My symptoms got worse and worse as time went on I remember first having a odor in my mouth that smelled like sulpher and eggs that even the strongest mouthwash could not solve. Then my intestines would rumble and gurgle all the time along with belching and burping which caused me a lot of anxiety especially in quiet places. I developed lactose intolerance which causes me not to drink and eat any milk and dairy products

All that time I was also dealing with leaky gas which is the worst of my problems. I feel the pressure of gas leaking out and I have no control over it even if I watch my diet and even abstain from food the night before it still causes the same issues.

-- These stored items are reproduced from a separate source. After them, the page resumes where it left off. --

use serde::{Deserialize, Deserializer, Serialize};
use std::collections::BTreeSet;
use std::fmt;

/// Key into the widget catalog. Layout items hold this, never the catalog
/// entry itself, so a saved layout may reference a widget that no longer exists.
#[derive(Clone, Debug, PartialEq, Eq, Hash, PartialOrd, Ord, Serialize, Deserialize)]
#[serde(transparent)]
pub struct WidgetId(String);

impl WidgetId {
    pub fn new(id: impl Into<String>) -> Self {
        Self(id.into())
    }

    pub fn as_str(&self) -> &str {
        &self.0
    }
}

impl fmt::Display for WidgetId {
    fn fmt(&self, f: &mut fmt::Formatter<'_>) -> fmt::Result {
        fmt::Display::fmt(&self.0, f)
    }
}

impl From<&str> for WidgetId {
    fn from(s: &str) -> Self {
        Self::new(s)
    }
}

/// A placed widget, in grid units.
#[derive(Clone, Debug, PartialEq, Eq, Serialize, Deserialize)]
pub struct LayoutItem {
    #[serde(rename = "i", alias = "id")]
    pub id: WidgetId,
    pub x: u32,
    pub y: u32,
    pub w: u32,
    pub h: u32,
}

impl LayoutItem {
    pub fn new(id: impl Into<WidgetId>, x: u32, y: u32, w: u32, h: u32) -> Self {
        Self {
            id: id.into(),
            x,
            y,
            w,
            h,
        }
    }

    /// Column edge past the item. Saturates instead of wrapping.
    pub fn right(&self) -> u32 {
        self.x.saturating_add(self.w)
    }

    pub fn bottom(&self) -> u32 {
        self.y.saturating_add(self.h)
    }

    pub fn same_rect(&self, other: &LayoutItem) -> bool {
        self.x == other.x && self.y == other.y && self.w == other.w && self.h == other.h
    }
}

/// Ordered placed items, unique by id. Order only matters for paint order.
#[derive(Clone, Debug, Default, PartialEq, Eq, Serialize, Deserialize)]
#[serde(transparent)]
pub struct Layout {
    items: Vec<LayoutItem>,
}

impl Layout {
    pub fn new(items: Vec<LayoutItem>) -> Self {
        Self { items }
    }

    pub fn items(&self) -> &[LayoutItem] {
        &self.items
    }

    pub fn iter(&self) -> std::slice::Iter<'_, LayoutItem> {
        self.items.iter()
    }

    pub fn len(&self) -> usize {
        self.items.len()
    }

    pub fn is_empty(&self) -> bool {
        self.items.is_empty()
    }

    pub fn index_of(&self, id: &WidgetId) -> Option<usize> {
        self.items.iter().position(|item| &item.id == id)
    }

    pub fn contains(&self, id: &WidgetId) -> bool {
        self.index_of(id).is_some()
    }

    pub fn get(&self, id: &WidgetId) -> Option<&LayoutItem> {
        self.items.iter().find(|item| &item.id == id)
    }

    pub fn get_mut(&mut self, id: &WidgetId) -> Option<&mut LayoutItem> {
        self.items.iter_mut().find(|item| &item.id == id)
    }

    pub(crate) fn push(&mut self, item: LayoutItem) {
        self.items.push(item);
    }

    pub(crate) fn remove(&mut self, id: &WidgetId) -> Option<LayoutItem> {
        let idx = self.index_of(id)?;
        Some(self.items.remove(idx))
    }

    /// Overwrites the item with the same id. Returns false if there is none.
    pub(crate) fn replace(&mut self, item: LayoutItem) -> bool {
        match self.get_mut(&item.id) {
            Some(slot) => {
                *slot = item;
                true
            }
            None => false,
        }
    }

    /// Lowest occupied row edge; every row at or below it is empty.
    pub fn bottom(&self) -> u32 {
        self.items.iter().map(LayoutItem::bottom).max().unwrap_or(0)
    }
}

impl<'a> IntoIterator for &'a Layout {
    type Item = &'a LayoutItem;
    type IntoIter = std::slice::Iter<'a, LayoutItem>;

    fn into_iter(self) -> Self::IntoIter {
        self.items.iter()
    }
}

/// Catalog entry describing a widget that can be placed.
#[derive(Clone, Debug, PartialEq, Eq, Serialize, Deserialize)]
pub struct Widget {
    pub id: WidgetId,
    pub name: String,
    #[serde(default)]
    pub description: String,
    #[serde(default, rename = "supported_pages", alias = "supportedContexts")]
    pub supported_contexts: BTreeSet<String>,
}

#[derive(Clone, Copy, Debug, PartialEq, Eq, Serialize, Deserialize)]
#[serde(rename_all = "lowercase")]
pub enum Trend {
    Up,
    Down,
    Flat,
}

#[derive(Clone, Debug, PartialEq, Serialize, Deserialize)]
#[serde(untagged)]
pub enum MetricValue {
    Number(f64),
    Text(String),
}

impl fmt::Display for MetricValue {
    fn fmt(&self, f: &mut fmt::Formatter<'_>) -> fmt::Result {
        match self {
            MetricValue::Number(n) if n.fract() == 0.0 && n.abs() < 1e15 => {
                write!(f, "{}", *n as i64)
            }
            MetricValue::Number(n) => write!(f, "{n}"),
            MetricValue::Text(s) => f.write_str(s),
        }
    }
}

/// Preview data for one widget, keyed by widget id in the data feed.
#[derive(Clone, Debug, PartialEq, Serialize, Deserialize)]
pub struct DataEntry {
    pub value: MetricValue,
    #[serde(default)]
    pub unit: Option<String>,
    #[serde(default)]
    pub description: Option<String>,
    #[serde(default)]
    pub trend: Option<Trend>,
    #[serde(default)]
    pub change: Option<String>,
    #[serde(default)]
    pub color: Option<String>,
}

/// A persisted dashboard. Fields the editor does not understand are carried
/// through untouched so a save does not drop them.
#[derive(Clone, Debug, Default, PartialEq, Serialize, Deserialize)]
pub struct Dashboard {
    #[serde(default)]
    pub name: String,
    #[serde(default, deserialize_with = "null_as_default")]
    pub layout: Layout,
    #[serde(flatten)]
    pub extra: serde_json::Map<String, serde_json::Value>,
}

fn null_as_default<'de, D, T>(deserializer: D) -> Result<T, D::Error>
where
    D: Deserializer<'de>,
    T: Default + Deserialize<'de>,
{
    Ok(Option::<T>::deserialize(deserializer)?.unwrap_or_default())
}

I would really like for you all to help me out with any advice on how I could cure myself of this disease. IBS and other related digestive issues need to be more recognized in the medical field and they need to find more methods to help patients with these long term symptoms

thank you so much


----------



## mneptune (Apr 2, 2016)

There is no cure. From what I read it seems like you have SIBO rather than IBS, though. I believe you suspect that and you should consider getting a breath test for SIBO. Second, antibiotics will help. Finally, your are going to want to replace the bad bacteria in your stomach so look into acidophilus.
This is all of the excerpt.